That reminds me about the Stagecoach broadcast. I mention that she offhandedly said “Something Else” was song about killing yourself. “It is a song about suicide,” she says casually but matter of factly. “Probably all of my future albums will be related in some way to death. It’s looming over everyone obviously. It’s looming over my life because I think about it a lot. Not necessarily that I want to kill myself or anything. My focus is on making the best life I can.” And then she laughs out loud adding “and when that fails, making the best death I can.”
When I ask her about the line about the girl who “tried to drown herself her whole damn life,” she talks about being the third-born of a very theatrical family. “I’ve been very shy and insecure,” she tells me. “I guess that song is about trying to find the place where you can fit in which I never felt like I did. But I’m sure a lot of people feel the same way.”
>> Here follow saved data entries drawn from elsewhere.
//! Path and query-string assembly shared by the operation modules.

use percent_encoding::{utf8_percent_encode, AsciiSet, CONTROLS};
use serde_json::Value;
use url::form_urlencoded;

/// Characters escaped inside one path segment. `/` and `?` are included so an
/// id can never address a different endpoint.
const PATH_SEGMENT: &AsciiSet = &CONTROLS
    .add(b' ')
    .add(b'"')
    .add(b'#')
    .add(b'%')
    .add(b'/')
    .add(b'<')
    .add(b'>')
    .add(b'?')
    .add(b'\\')
    .add(b'`')
    .add(b'{')
    .add(b'}');

/// `path/segment`, with `segment` percent-encoded.
pub(crate) fn with_segment(path: &str, segment: &str) -> String {
    format!("{path}/{}", utf8_percent_encode(segment, PATH_SEGMENT))
}

/// Append `pairs` to `path` as a form-encoded query string. Returns `path`
/// unchanged when there are no pairs, so no dangling `?` is produced.
pub(crate) fn with_query<'a, I>(path: &str, pairs: I) -> String
where
    I: IntoIterator<Item = (&'a str, String)>,
{
    let mut serializer = form_urlencoded::Serializer::new(String::new());
    let mut empty = true;
    for (name, value) in pairs {
        serializer.append_pair(name, &value);
        empty = false;
    }
    if empty {
        return path.to_string();
    }
    format!("{path}?{}", serializer.finish())
}

/// String form of a JSON value for use as a query parameter: strings are
/// used as-is, arrays are comma-joined, everything else uses its JSON text.
pub(crate) fn coerce(value: &Value) -> String {
    match value {
        Value::String(s) => s.clone(),
        Value::Array(items) => items.iter().map(coerce).collect::<Vec<_>>().join(","),
        other => other.to_string(),
    }
}
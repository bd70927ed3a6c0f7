//! HTTP transport types for the host-does-IO pattern.
//!
//! # Design
//! Requests and responses are plain data. `SocialPost::build_request` turns a
//! logical operation into an `HttpRequest`, a `Transport` executes it, and
//! `parse_response` turns the resulting `HttpResponse` into an `ApiResponse`.
//! Keeping the two ends pure means every header and body rule of the
//! dispatcher can be tested without a socket.

use std::fmt;

/// HTTP method for a request.
#[derive(Debug, Clone, Copy, PartialEq, Eq, Hash)]
pub enum HttpMethod {
    Get,
    Post,
    Put,
    Delete,
}

impl HttpMethod {
    pub fn as_str(self) -> &'static str {
        match self {
            HttpMethod::Get => "GET",
            HttpMethod::Post => "POST",
            HttpMethod::Put => "PUT",
            HttpMethod::Delete => "DELETE",
        }
    }
}

impl fmt::Display for HttpMethod {
    fn fmt(&self, f: &mut fmt::Formatter<'_>) -> fmt::Result {
        f.write_str(self.as_str())
    }
}

/// An HTTP request described as plain data.
///
/// `url` is absolute: the client's base URL followed by the operation path
/// and query string. `body` is `None` for every GET.
#[derive(Clone, PartialEq, Eq)]
pub struct HttpRequest {
    pub method: HttpMethod,
    pub url: String,
    pub headers: Vec<(String, String)>,
    pub body: Option<String>,
}

impl HttpRequest {
    /// First header value matching `name` (case-insensitive).
    pub fn header(&self, name: &str) -> Option<&str> {
        header_get(&self.headers, name)
    }
}

// Hand-written so the bearer token never lands in logs or panic messages.
impl fmt::Debug for HttpRequest {
    fn fmt(&self, f: &mut fmt::Formatter<'_>) -> fmt::Result {
        let headers: Vec<(&str, &str)> = self
            .headers
            .iter()
            .map(|(k, v)| {
                if k.eq_ignore_ascii_case("authorization") {
                    (k.as_str(), "Bearer [REDACTED]")
                } else {
                    (k.as_str(), v.as_str())
                }
            })
            .collect();
        f.debug_struct("HttpRequest")
            .field("method", &self.method)
            .field("url", &self.url)
            .field("headers", &headers)
            .field("body", &self.body)
            .finish()
    }
}

/// An HTTP response described as plain data.
#[derive(Debug, Clone, PartialEq, Eq)]
pub struct HttpResponse {
    pub status: u16,
    pub headers: Vec<(String, String)>,
    pub body: String,
}

impl HttpResponse {
    /// First header value matching `name` (case-insensitive).
    pub fn header(&self, name: &str) -> Option<&str> {
        header_get(&self.headers, name)
    }

    /// Whether the declared content type is JSON.
    pub fn is_json(&self) -> bool {
        self.header("content-type")
            .is_some_and(|ct| ct.to_ascii_lowercase().contains("application/json"))
    }
}

fn header_get<'a>(headers: &'a [(String, String)], name: &str) -> Option<&'a str> {
    headers
        .iter()
        .find(|(k, _)| k.eq_ignore_ascii_case(name))
        .map(|(_, v)| v.as_str())
}

#[cfg(test)]
mod tests {
    use super::*;

    fn response(content_type: &str) -> HttpResponse {
        HttpResponse {
            status: 200,
            headers: vec![("Content-Type".to_string(), content_type.to_string())],
            body: String::new(),
        }
    }

    #[test]
    fn header_lookup_is_case_insensitive() {
        let resp = response("text/plain");
        assert_eq!(resp.header("content-type"), Some("text/plain"));
        assert_eq!(resp.header("CONTENT-TYPE"), Some("text/plain"));
        assert_eq!(resp.header("x-missing"), None);
    }

    #[test]
    fn json_detection_accepts_parameters() {
        assert!(response("application/json").is_json());
        assert!(response("application/json; charset=utf-8").is_json());
        assert!(response("Application/JSON").is_json());
        assert!(!response("text/html").is_json());
    }

    #[test]
    fn json_detection_without_header() {
        let resp = HttpResponse {
            status: 204,
            headers: Vec::new(),
            body: String::new(),
        };
        assert!(!resp.is_json());
    }

    #[test]
    fn debug_redacts_authorization() {
        let req = HttpRequest {
            method: HttpMethod::Get,
            url: "http://localhost/user".to_string(),
            headers: vec![("Authorization".to_string(), "Bearer s3cret".to_string())],
            body: None,
        };
        let rendered = format!("{req:?}");
        assert!(!rendered.contains("s3cret"));
        assert!(rendered.contains("REDACTED"));
    }
}
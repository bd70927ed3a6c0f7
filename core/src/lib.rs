//! Blocking client for the social-post API.
//!
//! # Overview
//! `SocialPost` exposes the same operations, in the same shapes, as the SDK
//! it replaces (snake_case method names, camelCase JSON). Migrating means
//! changing the constructor, nothing else.
//!
//! ```no_run
//! use social_post_core::{HistoryQuery, PostRequest, SocialPost};
//!
//! let mut client = SocialPost::new("API_KEY")?;
//! client.set_profile_key("PROFILE_KEY");
//!
//! let posted = client.post(&PostRequest::new("Hello", &["twitter", "bluesky"]))?;
//! if posted.is_error() {
//!     eprintln!("rejected: {:?}", posted.message());
//! }
//!
//! let recent = client.history(&HistoryQuery {
//!     last_records: Some(10),
//!     ..HistoryQuery::default()
//! })?;
//! # Ok::<(), social_post_core::Error>(())
//! ```
//!
//! # Design
//! - One request per call through a single dispatcher (`SocialPost::request`):
//!   bearer auth, optional `Profile-Key`, JSON body except on GET.
//! - Request building and response parsing are pure; a `Transport` does the
//!   I/O. `UreqTransport` is the default.
//! - Server-reported errors come back as `Ok(ApiResponse)` with
//!   `"status": "error"`, exactly like the SDK. Only construction, transport
//!   and (de)serialization failures are `Err`.
//! - No retries, rate limiting, pagination or caching.

pub mod api;
pub mod client;
pub mod config;
pub mod error;
pub mod http;
mod query;
pub mod response;
pub mod transport;

pub use api::analytics::{AnalyticsPostRequest, AnalyticsSocialRequest};
pub use api::comments::{PostCommentRequest, ReplyCommentRequest};
pub use api::feeds::FeedRequest;
pub use api::generate::GenerateRequest;
pub use api::hashtags::AutoHashtagsRequest;
pub use api::hooks::{
    AutoScheduleRequest, DeleteAutoScheduleRequest, UnregisterWebhookRequest, WebhookRequest,
};
pub use api::links::ShortLinkRequest;
pub use api::media::{MediaUploadUrlQuery, ResizeImageRequest, UploadRequest, VerifyMediaRequest};
pub use api::posts::{
    DeletePostRequest, HistoryQuery, PostRequest, RetryPostRequest, UpdatePostRequest,
};
pub use api::profiles::{
    CreateProfileRequest, DeleteProfileRequest, GenerateJwtRequest, UnlinkSocialRequest,
    UpdateProfileRequest,
};
pub use api::reviews::{DeleteReplyReviewRequest, ReplyReviewRequest};
pub use client::{parse_response, SocialPost};
pub use config::{ClientConfig, DEFAULT_BASE_URL};
pub use error::{Error, Result};
pub use http::{HttpMethod, HttpRequest, HttpResponse};
pub use response::{
    ApiResponse, ErrorResponse, HistoryItem, MediaItem, PostResponse, Profile, ProfilesResponse,
    User, Webhook,
};
pub use transport::{Transport, UreqTransport};
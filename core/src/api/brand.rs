//! Brand lookup. *Not yet available.*

use serde_json::{Map, Value};

use crate::client::SocialPost;
use crate::error::Result;
use crate::query::{coerce, with_query};
use crate::response::ApiResponse;
use crate::transport::Transport;

impl<T: Transport> SocialPost<T> {
    /// Look up a brand's public social accounts. Every entry of `params`
    /// becomes a query parameter, in key order.
    pub fn get_brand_by_user(&self, params: &Map<String, Value>) -> Result<ApiResponse> {
        let mut pairs: Vec<(&str, String)> =
            params.iter().map(|(k, v)| (k.as_str(), coerce(v))).collect();
        pairs.sort_by(|a, b| a.0.cmp(b.0));
        self.get(&with_query("/brand/byUser", pairs))
    }
}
In “Somewhere Else,” she sings about wrestling with the the separation of being gone and disconnected from where she grew up in East Ohio. Loveless said she’s always been anti-being angry about something that happened in your past and is focused on trying to move forward. She also admits to being very connected to her roots and therein lies the tension she grapples with in both “Somewhere Else” and “Everything’s Gone.”
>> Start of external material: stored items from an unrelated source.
//! The account user and its sub-account profiles.

use serde::{Deserialize, Serialize};
use serde_json::{Map, Value};

use crate::client::SocialPost;
use crate::error::Result;
use crate::http::HttpMethod;
use crate::response::ApiResponse;
use crate::transport::Transport;

/// Payload of `create_profile`.
#[derive(Debug, Clone, Default, PartialEq, Serialize, Deserialize)]
#[serde(rename_all = "camelCase")]
pub struct CreateProfileRequest {
    pub title: String,
    #[serde(default, skip_serializing_if = "Option::is_none")]
    pub hide_top_header: Option<bool>,
    #[serde(default, skip_serializing_if = "Option::is_none")]
    pub disable_social: Option<Vec<String>>,
    #[serde(flatten)]
    pub extra: Map<String, Value>,
}

/// Payload of `delete_profile`.
#[derive(Debug, Clone, Default, PartialEq, Serialize, Deserialize)]
#[serde(rename_all = "camelCase")]
pub struct DeleteProfileRequest {
    #[serde(default, skip_serializing_if = "Option::is_none")]
    pub profile_key: Option<String>,
    #[serde(default, skip_serializing_if = "Option::is_none")]
    pub title: Option<String>,
    #[serde(flatten)]
    pub extra: Map<String, Value>,
}

/// Payload of `update_profile`.
#[derive(Debug, Clone, Default, PartialEq, Serialize, Deserialize)]
#[serde(rename_all = "camelCase")]
pub struct UpdateProfileRequest {
    #[serde(default, skip_serializing_if = "Option::is_none")]
    pub profile_key: Option<String>,
    #[serde(default, skip_serializing_if = "Option::is_none")]
    pub title: Option<String>,
    #[serde(default, skip_serializing_if = "Option::is_none")]
    pub hide_top_header: Option<bool>,
    #[serde(default, skip_serializing_if = "Option::is_none")]
    pub disable_social: Option<Vec<String>>,
    #[serde(flatten)]
    pub extra: Map<String, Value>,
}

/// Payload of `unlink_social`.
#[derive(Debug, Clone, Default, PartialEq, Serialize, Deserialize)]
#[serde(rename_all = "camelCase")]
pub struct UnlinkSocialRequest {
    pub platform: String,
    #[serde(default, skip_serializing_if = "Option::is_none")]
    pub profile_key: Option<String>,
    #[serde(flatten)]
    pub extra: Map<String, Value>,
}

/// Payload of `generate_jwt`.
#[derive(Debug, Clone, Default, PartialEq, Serialize, Deserialize)]
#[serde(rename_all = "camelCase")]
pub struct GenerateJwtRequest {
    pub domain: String,
    #[serde(default, skip_serializing_if = "Option::is_none")]
    pub private_key: Option<String>,
    #[serde(default, skip_serializing_if = "Option::is_none")]
    pub profile_key: Option<String>,
    #[serde(flatten)]
    pub extra: Map<String, Value>,
}

impl<T: Transport> SocialPost<T> {
    pub fn user(&self) -> Result<ApiResponse> {
        self.get("/user")
    }

    pub fn create_profile(&self, request: &CreateProfileRequest) -> Result<ApiResponse> {
        self.send(HttpMethod::Post, "/profiles/profile", request)
    }

    pub fn delete_profile(&self, request: &DeleteProfileRequest) -> Result<ApiResponse> {
        self.send(HttpMethod::Delete, "/profiles/profile", request)
    }

    pub fn update_profile(&self, request: &UpdateProfileRequest) -> Result<ApiResponse> {
        self.send(HttpMethod::Put, "/profiles/profile", request)
    }

    pub fn get_profiles(&self) -> Result<ApiResponse> {
        self.get("/profiles")
    }

    /// *Not yet available.*
    pub fn unlink_social(&self, request: &UnlinkSocialRequest) -> Result<ApiResponse> {
        self.send(HttpMethod::Delete, "/profiles/social", request)
    }

    /// *Not yet available.*
    pub fn generate_jwt(&self, request: &GenerateJwtRequest) -> Result<ApiResponse> {
        self.send(HttpMethod::Post, "/profiles/generateJWT", request)
    }
}
//! Client configuration.
//!
//! The base URL is injected per instance rather than read from a global, so
//! two clients in the same process can talk to different deployments.

use std::time::Duration;

use crate::error::{Error, Result};

/// Base URL used when none is configured.
pub const DEFAULT_BASE_URL: &str = "http://localhost:3000/api";

pub const ENV_API_KEY: &str = "SOCIAL_POST_API_KEY";
pub const ENV_BASE_URL: &str = "SOCIAL_POST_BASE_URL";
pub const ENV_TIMEOUT_SECS: &str = "SOCIAL_POST_TIMEOUT_SECS";

/// Immutable per-client settings.
#[derive(Debug, Clone, PartialEq, Eq)]
pub struct ClientConfig {
    base_url: String,
    timeout: Option<Duration>,
}

impl Default for ClientConfig {
    fn default() -> Self {
        Self {
            base_url: DEFAULT_BASE_URL.to_string(),
            timeout: None,
        }
    }
}

impl ClientConfig {
    /// Read `SOCIAL_POST_BASE_URL` and `SOCIAL_POST_TIMEOUT_SECS`, falling
    /// back to the defaults for anything unset.
    pub fn from_env() -> Result<Self> {
        Self::from_lookup(|key| std::env::var(key).ok())
    }

    pub(crate) fn from_lookup(lookup: impl Fn(&str) -> Option<String>) -> Result<Self> {
        let mut config = Self::default();
        if let Some(url) = lookup(ENV_BASE_URL).filter(|u| !u.trim().is_empty()) {
            config = config.with_base_url(&url);
        }
        if let Some(raw) = lookup(ENV_TIMEOUT_SECS) {
            let secs: u64 = raw.trim().parse().map_err(|_| {
                Error::InvalidConfig(format!(
                    "{ENV_TIMEOUT_SECS} must be a whole number of seconds, got {raw:?}"
                ))
            })?;
            config = config.with_timeout(Duration::from_secs(secs));
        }
        Ok(config)
    }

    /// Point the client at another deployment. A trailing slash is dropped so
    /// operation paths can always start with `/`.
    pub fn with_base_url(mut self, base_url: &str) -> Self {
        self.base_url = base_url.trim_end_matches('/').to_string();
        self
    }

    /// Overall per-request timeout handed to the transport. Unset means the
    /// transport's own default.
    pub fn with_timeout(mut self, timeout: Duration) -> Self {
        self.timeout = Some(timeout);
        self
    }

    pub fn base_url(&self) -> &str {
        &self.base_url
    }

    pub fn timeout(&self) -> Option<Duration> {
        self.timeout
    }
}

#[cfg(test)]
mod tests {
    use std::collections::HashMap;

    use super::*;

    fn lookup(vars: &[(&str, &str)]) -> impl Fn(&str) -> Option<String> {
        let map: HashMap<String, String> = vars
            .iter()
            .map(|(k, v)| (k.to_string(), v.to_string()))
            .collect();
        move |key| map.get(key).cloned()
    }

    #[test]
    fn defaults() {
        let config = ClientConfig::default();
        assert_eq!(config.base_url(), DEFAULT_BASE_URL);
        assert_eq!(config.timeout(), None);
    }

    #[test]
    fn trailing_slash_is_stripped() {
        let config = ClientConfig::default().with_base_url("http://localhost:3000/api/");
        assert_eq!(config.base_url(), "http://localhost:3000/api");
    }

    #[test]
    fn env_overrides() {
        let config = ClientConfig::from_lookup(lookup(&[
            (ENV_BASE_URL, "https://staging.example.test/api/"),
            (ENV_TIMEOUT_SECS, "15"),
        ]))
        .unwrap();
        assert_eq!(config.base_url(), "https://staging.example.test/api");
        assert_eq!(config.timeout(), Some(Duration::from_secs(15)));
    }

    #[test]
    fn blank_base_url_keeps_default() {
        let config = ClientConfig::from_lookup(lookup(&[(ENV_BASE_URL, "  ")])).unwrap();
        assert_eq!(config.base_url(), DEFAULT_BASE_URL);
    }

    #[test]
    fn bad_timeout_is_rejected() {
        let err = ClientConfig::from_lookup(lookup(&[(ENV_TIMEOUT_SECS, "soon")])).unwrap_err();
        assert!(matches!(err, Error::InvalidConfig(_)));
    }
}
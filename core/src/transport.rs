//! Transport boundary for all HTTP I/O.
//!
//! `SocialPost` never opens a socket itself; it hands a finished
//! `HttpRequest` to a `Transport` and parses whatever `HttpResponse` comes
//! back. `UreqTransport` is the default.

use crate::config::ClientConfig;
use crate::error::{Error, Result};
use crate::http::{HttpMethod, HttpRequest, HttpResponse};

/// Executes one HTTP round-trip.
///
/// Implementations must return 4xx/5xx responses as data, not as `Err`:
/// status interpretation belongs to the client. `Err` is reserved for
/// failures where no response exists.
pub trait Transport: Send + Sync {
    fn execute(&self, request: HttpRequest) -> Result<HttpResponse>;
}

/// Blocking transport backed by a shared `ureq::Agent`.
///
/// Bodies are read only when the response declares JSON, without a size
/// cap. Other bodies are left unread and `HttpResponse::body` stays empty.
#[derive(Debug, Clone)]
pub struct UreqTransport {
    agent: ureq::Agent,
}

impl UreqTransport {
    pub fn new(config: &ClientConfig) -> Self {
        let agent = ureq::Agent::config_builder()
            .http_status_as_error(false)
            .timeout_global(config.timeout())
            .build()
            .new_agent();
        Self { agent }
    }
}

impl Default for UreqTransport {
    fn default() -> Self {
        Self::new(&ClientConfig::default())
    }
}

impl Transport for UreqTransport {
    fn execute(&self, request: HttpRequest) -> Result<HttpResponse> {
        let HttpRequest {
            method,
            url,
            headers,
            body,
        } = request;

        let mut response = match (method, body) {
            (HttpMethod::Get, _) => with_headers(self.agent.get(&url), &headers).call(),
            (HttpMethod::Delete, None) => with_headers(self.agent.delete(&url), &headers).call(),
            // The API takes ids in the body of a DELETE.
            (HttpMethod::Delete, Some(body)) => with_headers(self.agent.delete(&url), &headers)
                .force_send_body()
                .send(body.as_bytes()),
            (HttpMethod::Post, Some(body)) => {
                with_headers(self.agent.post(&url), &headers).send(body.as_bytes())
            }
            (HttpMethod::Post, None) => with_headers(self.agent.post(&url), &headers).send_empty(),
            (HttpMethod::Put, Some(body)) => {
                with_headers(self.agent.put(&url), &headers).send(body.as_bytes())
            }
            (HttpMethod::Put, None) => with_headers(self.agent.put(&url), &headers).send_empty(),
        }
        .map_err(Error::transport)?;

        let status = response.status().as_u16();
        let headers = response
            .headers()
            .iter()
            .filter_map(|(name, value)| {
                value
                    .to_str()
                    .ok()
                    .map(|v| (name.as_str().to_string(), v.to_string()))
            })
            .collect();
        let mut reply = HttpResponse {
            status,
            headers,
            body: String::new(),
        };
        // Only JSON bodies are ever decoded; anything else may be binary.
        if reply.is_json() {
            reply.body = response
                .body_mut()
                .with_config()
                .limit(u64::MAX)
                .read_to_string()
                .map_err(Error::transport)?;
        }

        Ok(reply)
    }
}

fn with_headers<B>(
    mut builder: ureq::RequestBuilder<B>,
    headers: &[(String, String)],
) -> ureq::RequestBuilder<B> {
    for (name, value) in headers {
        builder = builder.header(name.as_str(), value.as_str());
    }
    builder
}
The heart and soul and effort that goes into having a farm is central to the story and shaped her identity. “People always ask, ‘Well what did you do out there in the country?’” she relates. “It’s such hard work. Everyday there’s something going on. The cow fell, a bull got out, a goat steps on its own baby…a cat dies from distemper. It’s been hard to know what to do with yourself when that’s over.”
What happened is not exactly clear but the family lost the farm and it went to auction. Loveless looks away and quickly says she doesn’t want to talk about it except to say she’s not angry about it anymore. But she qualifies this by saying it does suck not to have land to tend to. She returned during the filming of the documentary to Coshocton in June, an experience she said was both emotional and eye-opening. Overall it made her realize it was good her life had moved forward but it still made her sad to see the farm in such disrepair. She said the family living there had destroyed the house and there were no crops being grown.
Loveless said the town has always been shitty to her and she never liked living there. She is forthright in her disgust of the police and the huge methamphetamine problem gripping the area. An event during the filming reinforced this. When she drove to the site, she was stopped for speeding and because the car had out of state plates, the cop wanted to search it. “All I wanted to say was ‘Fuck you…Deal with the meth problem.”
I imagine that “Everything’s Gone” which she played along on guitar tonight, is so emotional that it must be exhausting. “I don’t like to play it a lot,” she says with an exasperated laugh, “but it’s one of my better songs.You want to feel that sadness in a way but people don’t all feel that sadness so it’s hard to share it with everyone.”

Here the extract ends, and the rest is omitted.